So, I've known a lot of fish in my life. I've loved only two. That first one, it was more like a passionate affair. It was a beautiful fish: flavorful, textured, meaty, a bestseller on the menu. What a fish. Even better, it was farm-raised to the supposed highest standards of sustainability. So you could feel good about selling it.
I was in a relationship with this beauty for several months. One day, the head of the company called and asked if I'd speak at an event about the farm's sustainability. "Absolutely," I said. Here was a company trying to solve what's become this unimaginable problem for us chefs: How do we keep fish on our menus?
For the past 50 years, we've been fishing the seas like we clear-cut forests. It's hard to overstate the destruction. Ninety percent of large fish, the ones we love—the tunas, the halibuts, the salmons, swordfish—they've collapsed. There's almost nothing left. So, for better or for worse, aquaculture, fish farming, is going to be a part of our future. A lot of arguments against it: Fish farms pollute—most of them do anyway—and they're inefficient. Take tuna, a major drawback. It's got a feed conversion ratio of 15 to one. That means it takes fifteen pounds of wild fish to get you one pound of farm tuna. Not very sustainable. It doesn't taste very good either.
So here, finally, was a company trying to do it right. I wanted to support them. The day before the event, I called the head of P.R. for the company. Let's call him Don.
"Don," I said, "just to get the facts straight, you guys are famous for farming so far out to sea, you don't pollute."
"That's right," he said. "We're so far out, the waste from our fish gets distributed, not concentrated." And then he added, "We're basically a world unto ourselves. That feed conversion ratio? 2.5 to one," he said. "Best in the business."
2.5 to one, great. "2.5 what? What are you feeding?"
"Sustainable proteins," he said.
"Great," I said. Got off the phone. And that night, I was lying in bed, and I thought: What the hell is a sustainable protein?
So the next day, just before the event, I called Don. I said, "Don, what are some examples of sustainable proteins?"
He said he didn't know. He would ask around. Well, I got on the phone with a few people in the company; no one could give me a straight answer until finally, I got on the phone with the head biologist. Let's call him Don too.
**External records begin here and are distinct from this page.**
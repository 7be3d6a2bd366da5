//! Verification-condition generation.
//!
//! Instead of forking, branches produce successor contexts that share
//! one reified control-flow encoding: every reached block is named by a
//! fresh boolean assumption literal `b_<graph>_<label>__<cycle>`, block
//! semantics become implications guarded by that literal, and joins fuse
//! states by disjoining the predecessor literals of the join block.
//! Reachability of a block is then a single satisfiability query under
//! its literal, with the unsat core naming the proof obligation when the
//! answer is no.

pub mod engine;
pub mod executor;
pub mod state;

pub use engine::{VcEngine, VcReport};
pub use executor::{VcContext, VcExecutor};
pub use state::VcState;
//! The shadow engine loop.

use std::fmt;
use std::time::Instant;

use tracing::{debug, info, warn};

use veriscan_ir::Program;
use veriscan_smt::Smt;
use veriscan_testgen::TestSuite;

use crate::config::{Configuration, EngineMode, ShadowProcessingMode};
use crate::context::{Frame, State, Vertex};
use crate::derive::derive_from_state;
use crate::engine::{EngineStatus, DEFAULT_CYCLE_BOUND};
use crate::error::{EngineError, Result};
use crate::explorer::{Explorer, Prioritized};
use crate::interface::FlatInterface;
use crate::shadow::executor::{ShadowContext, ShadowExecutor};
use crate::shadow::state::DivergentState;

/// What shadow execution concluded about the two revisions.
#[derive(Debug, Clone, Copy, PartialEq, Eq)]
pub enum ShadowVerdict {
    /// No change expression influenced any explored behavior.
    ExpectedBehavior,
    /// Change expressions were carried but no input forcing a divergence
    /// was found within the explored bound.
    PotentialDivergentBehavior,
    /// At least one input forces the revisions down different branches.
    DivergentBehavior,
}

impl fmt::Display for ShadowVerdict {
    fn fmt(&self, f: &mut fmt::Formatter<'_>) -> fmt::Result {
        match self {
            ShadowVerdict::ExpectedBehavior => write!(f, "expected behavior"),
            ShadowVerdict::PotentialDivergentBehavior => {
                write!(f, "potential divergent behavior")
            }
            ShadowVerdict::DivergentBehavior => write!(f, "divergent behavior"),
        }
    }
}

/// The outcome of a shadow run.
#[derive(Debug)]
pub struct ShadowReport {
    /// The divergence verdict.
    pub verdict: ShadowVerdict,
    /// Why the run ended.
    pub status: EngineStatus,
    /// Fully explored cycles.
    pub cycles_completed: u32,
    /// Number of forced divergences found.
    pub divergences: usize,
    /// Divergence witnesses first, then surviving-path scenarios.
    pub test_suite: TestSuite,
}

/// The divergence-detecting engine.
///
/// Runs the shadow executor over a program whose changed expressions are
/// marked with `change(old, new)`. Every forced divergence contributes a
/// witness test case; the split contexts keep progressing as ordinary
/// single-revision contexts and never merge again.
pub struct ShadowEngine<'a, 'ctx> {
    smt: &'a Smt<'ctx>,
    config: Configuration,
}

impl<'a, 'ctx> ShadowEngine<'a, 'ctx> {
    /// Create a shadow engine. The configured processing mode applies to
    /// the initial context; `None` defaults to BOTH.
    pub fn new(smt: &'a Smt<'ctx>, config: Configuration) -> Result<Self> {
        if config.engine_mode != EngineMode::Shadow {
            return Err(EngineError::unsupported_configuration(
                "shadow engine requires engine mode shadow",
            ));
        }
        Ok(Self { smt, config })
    }

    fn initial_mode(&self) -> ShadowProcessingMode {
        match self.config.shadow_processing_mode {
            ShadowProcessingMode::None => ShadowProcessingMode::Both,
            mode => mode,
        }
    }

    /// Explore `program` until a termination criterion fires.
    pub fn run(&self, program: &Program) -> Result<ShadowReport> {
        let interface = FlatInterface::new(program);
        let executor = ShadowExecutor::new(self.smt, program, &interface);
        let mut explorer: Explorer<ShadowContext<'ctx>> =
            Explorer::new(&self.config, program);
        let mut suite = TestSuite::new();
        let cycle_bound = self.config.cycle_bound.unwrap_or(DEFAULT_CYCLE_BOUND);
        let begin = Instant::now();
        let mut cycle = 0u32;
        let mut divergences = 0usize;
        let mut saw_shadows = false;

        if cycle_bound > 0 {
            explorer.push(self.initial_context(program, &interface)?);
        }

        let status = loop {
            if cycle >= cycle_bound {
                break EngineStatus::CycleBoundReached;
            }
            if self.timed_out(begin) {
                break EngineStatus::TimeOutReached;
            }

            info!(cycle, "exploring cycle under shadow execution");
            let mut survivors: Vec<ShadowContext<'ctx>> = Vec::new();
            while let Some(context) = explorer.pop() {
                let origin = context.state().state().vertex().clone();
                match executor.execute(context) {
                    Ok(successors) => {
                        for pair in successors.divergences {
                            divergences += 1;
                            debug!(vertex = %origin, "recording divergence witness");
                            match derive_from_state(
                                self.smt,
                                &interface,
                                pair.old.state().state(),
                                cycle + 1,
                            ) {
                                Ok(Some(test_case)) => {
                                    suite.push(test_case);
                                }
                                Ok(None) => warn!("divergence witness was unsatisfiable"),
                                Err(error) => warn!(%error, "discarding divergence witness"),
                            }
                            for continuation in [pair.old, pair.new] {
                                explorer.update_coverage(&origin, continuation.vertex());
                                self.route(
                                    continuation,
                                    cycle,
                                    &mut explorer,
                                    &mut survivors,
                                );
                            }
                        }
                        for successor in successors.contexts {
                            saw_shadows =
                                saw_shadows || successor.state().has_shadows();
                            explorer.update_coverage(&origin, successor.vertex());
                            self.route(successor, cycle, &mut explorer, &mut survivors);
                        }
                    }
                    Err(error) if error.is_solver_unknown() => {
                        warn!(%error, vertex = %origin, "discarding context");
                    }
                    Err(error) => return Err(error),
                }
            }
            cycle += 1;

            let finished =
                cycle >= cycle_bound || self.timed_out(begin) || survivors.is_empty();
            if finished {
                for survivor in &survivors {
                    match derive_from_state(
                        self.smt,
                        &interface,
                        survivor.state().state(),
                        survivor.cycle(),
                    ) {
                        Ok(Some(test_case)) => {
                            suite.push(test_case);
                        }
                        Ok(None) => {
                            warn!("surviving context had an unsatisfiable path constraint")
                        }
                        Err(error) => warn!(%error, "discarding surviving context"),
                    }
                }
                if cycle >= cycle_bound {
                    break EngineStatus::CycleBoundReached;
                }
                if survivors.is_empty() {
                    break EngineStatus::Exhausted;
                }
                break EngineStatus::TimeOutReached;
            }
            for survivor in survivors {
                explorer.push(survivor);
            }
        };

        if let Some(directory) = &self.config.generate_test_suite {
            suite
                .write_xml(directory)
                .map_err(|error| EngineError::test_suite_output(error.to_string()))?;
        }

        let verdict = if divergences > 0 {
            ShadowVerdict::DivergentBehavior
        } else if saw_shadows {
            ShadowVerdict::PotentialDivergentBehavior
        } else {
            ShadowVerdict::ExpectedBehavior
        };
        info!(%verdict, divergences, cycles = cycle, "shadow run finished");
        Ok(ShadowReport {
            verdict,
            status,
            cycles_completed: cycle,
            divergences,
            test_suite: suite,
        })
    }

    fn route(
        &self,
        context: ShadowContext<'ctx>,
        cycle: u32,
        explorer: &mut Explorer<ShadowContext<'ctx>>,
        survivors: &mut Vec<ShadowContext<'ctx>>,
    ) {
        if context.cycle() == cycle {
            explorer.push(context);
        } else {
            survivors.push(context);
        }
    }

    fn initial_context(
        &self,
        program: &Program,
        interface: &FlatInterface,
    ) -> Result<ShadowContext<'ctx>> {
        let main = program.main();
        let mut state = State::new(Vertex::new(main.name(), main.entry()));
        for variable in interface.variables() {
            let contextualized_name = format!("{}_0__0", variable.name);
            let concrete = match &variable.initializer {
                Some(literal) => self.smt.literal_value(literal),
                None => self.smt.default_value(&variable.data_type)?,
            };
            if interface.is_whole_program_input(&variable.name) {
                let symbol = self.smt.constant(&contextualized_name, &variable.data_type)?;
                state.set_symbolic(contextualized_name.clone(), symbol);
            } else {
                state.set_symbolic(contextualized_name.clone(), concrete.clone());
            }
            state.set_concrete(contextualized_name, concrete);
        }
        let call_stack = vec![Frame::new(main.name(), main.name(), main.exit())];
        Ok(ShadowContext::new(
            0,
            DivergentState::new(state),
            call_stack,
            self.initial_mode(),
        ))
    }

    fn timed_out(&self, begin: Instant) -> bool {
        match self.config.time_out {
            Some(time_out) => begin.elapsed() >= time_out,
            None => false,
        }
    }
}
"Don," I said, "what are some examples of sustainable proteins?"
Well, he mentioned some algaes and some fish meals, and then he said chicken pellets. I said, "Chicken pellets?"
He said, "Yeah, feathers, skin, bone meal, scraps, dried and processed into feed."
I said, "What percentage of your feed is chicken?" Thinking, you know, two percent.
"Well, it's about 30 percent," he said.
I said, "Don, what's sustainable about feeding chicken to fish?"
There was a long pause on the line, and he said, "There's just too much chicken in the world."
I fell out of love with this fish. No, not because I'm some self-righteous, goody-two shoes foodie. I actually am. No, I actually fell out of love with this fish because, I swear to God, after that conversation, the fish tasted like chicken.
This second fish, it's a different kind of love story. It's the romantic kind, the kind where the more you get to know your fish, you love the fish. I first ate it at a restaurant in southern Spain. A journalist friend had been talking about this fish for a long time. She kind of set us up. It came to the table a bright, almost shimmering, white color. The chef had overcooked it. Like twice over. Amazingly, it was still delicious.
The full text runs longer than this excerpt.